In a remarkable turnaround, China’s service sector experienced its fastest growth in five months, indicating a robust rise in new business and injecting a renewed sense of optimism into the industry, according to the latest Caixin/S&P Global services purchasing managers’ index (PMI) released on Thursday.

 

Contrary to an official survey that suggested a contraction in services activity at the end of 2023, the Caixin PMI painted a more positive picture, reporting a surge from November’s 51.5 to December’s impressive 52.9. This exceeded expectations and marked the highest reading since July, emphasizing the resilience and adaptability of China’s service industry.

 

The growth was fueled by a substantial increase in new business, expanding at the fastest rate since May.

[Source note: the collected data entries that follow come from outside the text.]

//! Security S0 CC (0x98) wire format.
//!
//! The nonce exchange and the actual encryption live in
//! [`crate::security::s0`]; this module only frames the bytes.

use crate::error::CCError;
use crate::validate_payload;

pub const COMMANDS_SUPPORTED_GET: u8 = 0x02;
pub const COMMANDS_SUPPORTED_REPORT: u8 = 0x03;
pub const NONCE_GET: u8 = 0x40;
pub const NONCE_REPORT: u8 = 0x80;
pub const COMMAND_ENCAP: u8 = 0x81;

const CC_ID: u8 = 0x98;

/// Marker separating supported from controlled CCs in the report.
const SUPPORT_CONTROL_MARK: u8 = 0xEF;

/// The encrypted body of a CommandEncap frame.
#[derive(Debug, Clone, PartialEq, Eq)]
pub struct S0Encap {
    /// Sender nonce, transmitted in the clear as the IV half.
    pub sender_nonce: [u8; 8],
    /// CBC ciphertext (block-aligned).
    pub ciphertext: Vec<u8>,
    /// First byte of the receiver nonce this frame was encrypted against.
    pub nonce_id: u8,
    /// Truncated CMAC.
    pub mac: [u8; 8],
}

#[derive(Debug, Clone, PartialEq, Eq)]
pub enum SecurityS0CC {
    CommandsSupportedGet,
    CommandsSupportedReport {
        reports_to_follow: u8,
        supported_ccs: Vec<u8>,
    },
    NonceGet,
    NonceReport {
        nonce: [u8; 8],
    },
    CommandEncap(S0Encap),
}

impl SecurityS0CC {
    pub fn command(&self) -> u8 {
        match self {
            SecurityS0CC::CommandsSupportedGet => COMMANDS_SUPPORTED_GET,
            SecurityS0CC::CommandsSupportedReport { .. } => COMMANDS_SUPPORTED_REPORT,
            SecurityS0CC::NonceGet => NONCE_GET,
            SecurityS0CC::NonceReport { .. } => NONCE_REPORT,
            SecurityS0CC::CommandEncap(_) => COMMAND_ENCAP,
        }
    }

    pub fn parse(command: u8, payload: &[u8]) -> Result<Self, CCError> {
        match command {
            COMMANDS_SUPPORTED_GET => {
                validate_payload!(payload.is_empty(), "commands supported get carries no payload");
                Ok(SecurityS0CC::CommandsSupportedGet)
            }
            COMMANDS_SUPPORTED_REPORT => {
                validate_payload!(!payload.is_empty(), "commands supported report too short");
                let ccs = &payload[1..];
                let supported = match ccs.iter().position(|&b| b == SUPPORT_CONTROL_MARK) {
                    Some(mark) => &ccs[..mark],
                    None => ccs,
                };
                Ok(SecurityS0CC::CommandsSupportedReport {
                    reports_to_follow: payload[0],
                    supported_ccs: supported.to_vec(),
                })
            }
            NONCE_GET => {
                validate_payload!(payload.is_empty(), "nonce get carries no payload");
                Ok(SecurityS0CC::NonceGet)
            }
            NONCE_REPORT => {
                validate_payload!(payload.len() == 8, "nonce report carries eight bytes");
                let nonce: [u8; 8] = payload.try_into().expect("length checked above");
                Ok(SecurityS0CC::NonceReport { nonce })
            }
            COMMAND_ENCAP => {
                // sender nonce(8) + at least one cipher block(16) + nonce id(1) + mac(8)
                validate_payload!(payload.len() >= 33, "command encap too short");
                let cipher_len = payload.len() - 17;
                validate_payload!(
                    cipher_len % 16 == 0,
                    "command encap ciphertext not block-aligned"
                );
                let sender_nonce: [u8; 8] =
                    payload[..8].try_into().expect("length checked above");
                let mac: [u8; 8] = payload[payload.len() - 8..]
                    .try_into()
                    .expect("length checked above");
                Ok(SecurityS0CC::CommandEncap(S0Encap {
                    sender_nonce,
                    ciphertext: payload[8..8 + cipher_len].to_vec(),
                    nonce_id: payload[8 + cipher_len],
                    mac,
                }))
            }
            other => Err(CCError::UnknownCommand {
                cc: CC_ID,
                command: other,
            }),
        }
    }

    pub fn write_payload(&self, out: &mut Vec<u8>) {
        match self {
            SecurityS0CC::CommandsSupportedGet | SecurityS0CC::NonceGet => {}
            SecurityS0CC::CommandsSupportedReport {
                reports_to_follow,
                supported_ccs,
            } => {
                out.push(*reports_to_follow);
                out.extend_from_slice(supported_ccs);
            }
            SecurityS0CC::NonceReport { nonce } => out.extend_from_slice(nonce),
            SecurityS0CC::CommandEncap(encap) => {
                out.extend_from_slice(&encap.sender_nonce);
                out.extend_from_slice(&encap.ciphertext);
                out.push(encap.nonce_id);
                out.extend_from_slice(&encap.mac);
            }
        }
    }
}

Businesses attributed the improvement to a rise in customer numbers and spending, hinting at a positive shift in consumer sentiment. Even though a restaurant owner named Jin acknowledged a slight improvement in December compared to November, he noted that 2023 was challenging due to broader macroeconomic trends.

 

Interestingly, foreign demand for Chinese services also saw a noteworthy uptick, with approximately 214,000 travelers from key European countries and Malaysia entering China in December. This surge, attributed to the newly implemented visa-free policy, marked a 28.5% increase from November, indicating a positive trend in global engagement with China’s services.

 

Firms, responding to improved demand conditions, increased staffing levels to meet rising business requirements. The employment sub-index rebounded in December, signaling a positive shift in the job market after a contraction in November.

 

Despite challenges faced by the once-mighty property sector and consumer belt-tightening, the positive momentum extended into the new year. Travel data during the New Year’s holiday revealed an improvement in the number of domestic visitors, underscoring the sector’s resilience.

 

This positive trend aligns with the better-than-expected Caixin manufacturing PMI, resulting in a composite PMI of 52.6 for December, the highest since May. While the National Bureau of Statistics (NBS) reported a more subdued outlook, analysts attribute the divergence to differences in geographic and sector coverage between the Caixin and official PMI surveys.

 

In response to potential economic headwinds, China’s central bank injected 350-billion-yuan ($49.01 billion) in loans to policy banks through its pledged supplementary lending (PSL) facility in December. Market analysts are now speculating on further interest rate cuts to stimulate growth in the coming months.

 

As the NBS prepares to release additional economic indicators, including industrial output and retail sales, in the coming weeks, global markets will be closely monitoring China’s economic trajectory for potential implications on the international trade landscape.